Followed are thoughts on a Gordon's temperament from various angles. I agree wholeheartedly with most of the attributes listed by the various authors...
"He is a faithful and lovable as any dog in existence, though he does require an outlet for his abounding energy............For a relatively large dog, he can take up a very small amount of space, curling up in some favorite corner where he is quite out of the way...............he is a great family dog and soon becomes a devoted companion and guard for children...............he has the 'touch of the devil' which induces a Gordon to play all sorts of pranks, but rarely tempts him into outright mischief. In a word, he is a thoroughly adaptable dog, with the instincts of a bird-hunter but very willing to learn other crafts and to use his own initiative................The Gordon while less affectionate than the Spaniel, displays much more independence, but will be just as demonstrative to his master and family, and as a rule impeccable polite to strangers after a proper introduction; but then he will commonly go about his own affairs unless required for some special purpose where as a Spaniel is always anxious to serve his owners every whim..........Though inclined to be formal and reserved with visitors, he soon accepts them as part of the household. When young, he is apt to be over demonstrative and boisterous, requiring firm by sympathetic handling; later he develops a quiet dignity and instinctive understanding of his master's wishes......he has a need of personal attention and has a distaste for being a mere kennel dog.
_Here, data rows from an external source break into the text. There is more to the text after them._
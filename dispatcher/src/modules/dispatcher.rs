/// ----- DISPATCHER MODULE -----
/// Routes each new request to exactly one elevator. Scoring reads the
/// elevators' published snapshots; only the scoring and the hand-over are
/// serialized, the elevators keep running while a request is assigned.

use std::sync::Arc;

use parking_lot::Mutex;
use tracing::{debug, info, warn};

use elevator::ElevatorHandle;
use shared_resources::error::DispatchError;
use shared_resources::occupancy::FloorOccupancy;
use shared_resources::request::Request;
use shared_resources::ElevatorId;

use crate::utilities::cost;

pub struct Dispatcher {
    elevators: Vec<ElevatorHandle>,
    total_floors: u8,
    capacity: usize,
    occupancy: Arc<FloorOccupancy>,
    assign_lock: Mutex<()>,
}

impl Dispatcher {
    pub fn new(
        elevators: Vec<ElevatorHandle>,
        total_floors: u8,
        capacity: usize,
        occupancy: Arc<FloorOccupancy>,
    ) -> Self {
        Dispatcher {
            elevators,
            total_floors,
            capacity,
            occupancy,
            assign_lock: Mutex::new(()),
        }
    }

    /// Assigns `request` to the elevator with the lowest cost and returns its
    /// id. Safe to call from several threads at once.
    pub fn handle_request(&self, request: Request) -> Result<ElevatorId, DispatchError> {
        if let Err(err) = request.validate(self.total_floors) {
            warn!(request = %request, error = %err, "request rejected");
            return Err(err.into());
        }

        let _guard = self.assign_lock.lock();

        let mut best: Option<(ElevatorId, i64, &ElevatorHandle)> = None;
        for elevator in &self.elevators {
            let status = elevator.status();
            let score = cost::score(&status, &request, self.capacity);
            debug!(elevator = elevator.id(), score, floor = status.floor, "scored");
            // strict comparison keeps the lowest id on ties
            if best.map_or(true, |(_, best_score, _)| score < best_score) {
                best = Some((elevator.id(), score, elevator));
            }
        }
        let Some((id, score, elevator)) = best else {
            warn!(request = %request, "no elevators to dispatch to");
            return Err(DispatchError::NoElevatorsAvailable);
        };

        self.occupancy.add_passenger(request.call_floor());
        if let Err(err) = elevator.enqueue(request) {
            self.occupancy.remove_passenger(request.call_floor());
            warn!(elevator = id, request = %request, "elevator refused request");
            return Err(err.into());
        }

        info!(elevator = id, score, request = %request, "request assigned");
        Ok(id)
    }

    pub fn elevators(&self) -> &[ElevatorHandle] {
        &self.elevators
    }

    pub fn total_floors(&self) -> u8 {
        self.total_floors
    }

    pub fn occupancy(&self) -> &FloorOccupancy {
        &self.occupancy
    }
}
Even when a Gundog is kept for work he will benefit by living in the house most of the time, since this will help to develop his intelligence and improve his understanding and co-operation. This is particularly true of the Gordon, who seems to flourish when in constant association with his master and indeed as a family dog.............." From a book, published in 1976 ,written by G.St.G.M.Gompertz , called "The Gordon Setter ...History & Character".
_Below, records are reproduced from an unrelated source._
use std::io::{stdout, Stdout, Write};
use std::sync::Arc;
use std::time::Duration;

use crossbeam_channel::{select, Receiver};
use crossterm::{cursor, terminal, ExecutableCommand, Result};
use tracing::{debug, error};

use shared_resources::elevator_status::ElevatorStatus;
use shared_resources::error::FleetError;
use shared_resources::occupancy::FloorOccupancy;
use shared_resources::state_change::StateChange;

const REDRAW_PERIOD: Duration = Duration::from_millis(500);

/// Terminal table of every elevator and the waiting passengers per floor,
/// redrawn in place.
pub struct Board {
    stdout: Stdout,
    total_floors: u8,
    elevators: Vec<StateChange>,
    occupancy: Arc<FloorOccupancy>,
    drawn_lines: u16,
}

impl Board {
    pub fn new(total_floors: u8, elevators_count: usize, occupancy: Arc<FloorOccupancy>) -> Self {
        Board {
            stdout: stdout(),
            total_floors,
            elevators: (0..elevators_count)
                .map(|id| StateChange::from_status(&ElevatorStatus::new(id)))
                .collect(),
            occupancy,
            drawn_lines: 0,
        }
    }

    pub fn apply(&mut self, change: StateChange) -> std::result::Result<(), FleetError> {
        let count = self.elevators.len();
        let slot = self
            .elevators
            .get_mut(change.elevator_id)
            .ok_or(FleetError::InvalidElevatorId { id: change.elevator_id, count })?;
        *slot = change;
        Ok(())
    }

    fn render(&self) -> Vec<String> {
        let mut lines = Vec::new();
        lines.push(String::from("+-------+------------+------------+------------+------------+"));
        lines.push(String::from("| ELEVATORS                                                 |"));
        lines.push(String::from("+-------+------------+------------+------------+------------+"));
        lines.push(format!(
            "| {0:<5} | {1:<10} | {2:<10} | {3:<10} | {4:<10} |",
            "ID", "FLOOR", "STATE", "DIRECTION", "HEADING"
        ));
        for elevator in &self.elevators {
            let heading = elevator.target_floor_hint.map_or(String::from("-"), |floor| floor.to_string());
            lines.push(String::from("+-------+------------+------------+------------+------------+"));
            lines.push(format!(
                "| {0:<5} | {1:<10} | {2:<10} | {3:<10} | {4:<10} |",
                elevator.elevator_id,
                elevator.floor,
                elevator.motion.as_string(),
                elevator.direction.as_string(),
                heading
            ));
        }
        lines.push(String::from("+-------+------------+------------+------------+------------+"));
        lines.push(String::new());

        lines.push(String::from("+------------+------------+------------------------+"));
        lines.push(String::from("| FLOORS                                          |"));
        lines.push(String::from("+------------+------------+------------------------+"));
        lines.push(format!("| {0:<10} | {1:<10} | {2:<22} |", "FLOOR", "WAITING", "ELEVATORS"));
        for floor in (0..self.total_floors).rev() {
            let here: Vec<String> = self
                .elevators
                .iter()
                .filter(|elevator| elevator.floor == floor)
                .map(|elevator| elevator.elevator_id.to_string())
                .collect();
            lines.push(String::from("+------------+------------+------------------------+"));
            lines.push(format!(
                "| {0:<10} | {1:<10} | {2:<22} |",
                floor,
                self.occupancy.passenger_count(floor),
                here.join(" ")
            ));
        }
        lines.push(String::from("+------------+------------+------------------------+"));
        lines
    }

    pub fn printstatus(&mut self) -> Result<()> {
        if self.drawn_lines > 0 {
            self.stdout.execute(cursor::MoveUp(self.drawn_lines))?;
        }
        self.stdout.execute(terminal::Clear(terminal::ClearType::FromCursorDown))?;

        let lines = self.render();
        for line in &lines {
            writeln!(self.stdout, "{}", line)?;
        }
        self.stdout.flush()?;
        self.drawn_lines = u16::try_from(lines.len()).unwrap_or(u16::MAX);
        Ok(())
    }
}

pub fn main(mut board: Board, state_change_rx: Receiver<StateChange>, shutdown_rx: Receiver<()>) {
    loop {
        select! {
            recv(state_change_rx) -> msg => match msg {
                Ok(change) => {
                    if let Err(err) = board.apply(change) {
                        error!(error = %err, "state change from unknown elevator");
                        continue;
                    }
                },
                Err(_) => break,
            },
            recv(shutdown_rx) -> _ => break,
            default(REDRAW_PERIOD) => {},
        }
        if let Err(err) = board.printstatus() {
            debug!(error = %err, "failed to draw status board");
        }
    }
}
"The Gordon impresses people as aloof and not partial to strangers. Young dogs are considered boisterous and a bit tough to handle…. A good hunting Gordon works with its owner - in fact, guides him, and is quite confident that he [the dog] knows what's best…. One must be prepared to be outsmarted more than a few times by his Gordon…. Because of their involvement with their owners, Gordons are jealous and protective." From "The Complete Gordon Setter", Jean Sanger Look and Anita Lustenberger, published in 1984.
"intelligent , noble and dignified expression" From the Canadian Kennel Club breed standard.
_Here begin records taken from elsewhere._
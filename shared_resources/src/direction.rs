#[derive(serde::Serialize, serde::Deserialize, Debug, Clone, Copy, PartialEq, Eq, Hash)]
pub enum Direction {
    Up,
    Down,
    Wait,
}

impl Direction {
    /// Direction of travel from `from` to `to`, `Wait` when they are the same floor.
    pub fn between(from: u8, to: u8) -> Self {
        if to > from {
            Direction::Up
        } else if to < from {
            Direction::Down
        } else {
            Direction::Wait
        }
    }

    /// True if `floor` lies strictly ahead of `from` when travelling this way.
    /// Every other floor is ahead of a waiting car.
    pub fn is_ahead(self, from: u8, floor: u8) -> bool {
        match self {
            Direction::Up => floor > from,
            Direction::Down => floor < from,
            Direction::Wait => floor != from,
        }
    }

    pub fn as_string(self) -> String {
        match self {
            Direction::Up => String::from("up"),
            Direction::Down => String::from("down"),
            Direction::Wait => String::from("wait"),
        }
    }
}

#[derive(serde::Serialize, serde::Deserialize, Debug, Clone, Copy, PartialEq, Eq, Hash)]
pub enum MotionState {
    Stopped,
    Moving,
    DoorsOpen,
}

impl MotionState {
    pub fn as_string(self) -> String {
        match self {
            MotionState::Stopped => String::from("stopped"),
            MotionState::Moving => String::from("moving"),
            MotionState::DoorsOpen => String::from("doorsOpen"),
        }
    }
}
"Acknowledged to be a strong, dependable bird dog, the Gordon is said to be capable of working for long periods of time…." The Canadian Kennel Club Book of Dogs.
"The Gordon Setter is alert, gay, interested and aggressive. He is fearless and willing, intelligent and capable. He is loyal and affectionate, and strong-minded enough to stand the rigors of training." American Kennel Club Standard, approved, Oct.9, 1990. (Note: the word "aggressive" in the standard does not refer to an aggressiveness to dogs or people but rather to an approach to working.)
"Bold, outgoing, of a kindly, even disposition." From the British Breed Standard.
" Just because temperament is intangible, it is still a characteristic of the breed (just look at your standard: yes, temperament is asked for just like body length etc.). Now we all know (or should know) that the Gordon is a "one man, one family dog". The old Scotsman bred him to be a working dog during the day and a companion at night by the fire. This is what formed the temperament of the Gordon in the beginning, making him a loyal companion which in turn found him guarding his owner and his owner's possessions, but at the same time still accepting his owner's opinion of strangers. (i.e. if it's okay with my master, it's okay with me.) "……. Robyn Wallis, Rokeena Gordons, Australia.
I tend to agree mostly with the Gordon' penchant for aloofness, particularly in Field bred dogs, and have many instances that convince me of this..
I had a partner I hunted with for a good number of years, and he gunned over my Gordon "Duncan" almost every week during the seasons. Duncan never even acknowledged his presence, even though he knew him very well. In the field, he was singleminded, and in the home, he would accept affection only up to a point. He was very much a "one man dog" however..
Most of my Gordons have been the same..
I also agree completely that a Gordon needs to live alongside his master in the home. Gordons notably do not do well in kennel environments, which is one of the reasons that inhibited the dog's popularity amongst people that need a "string" of dogs. In my experience, the dogs do not thrive in that atmosphere..
A Gordon is unique in that it needs to know that he is trusted, and an equal partner in the game harvesting experience.
I also firmly believe that Gordons thrive best in a "one man, one dog" relationship. Many breeds do not seem to care about this one way or another, but the Gordon is very much a "personal gundog", and operates best as such.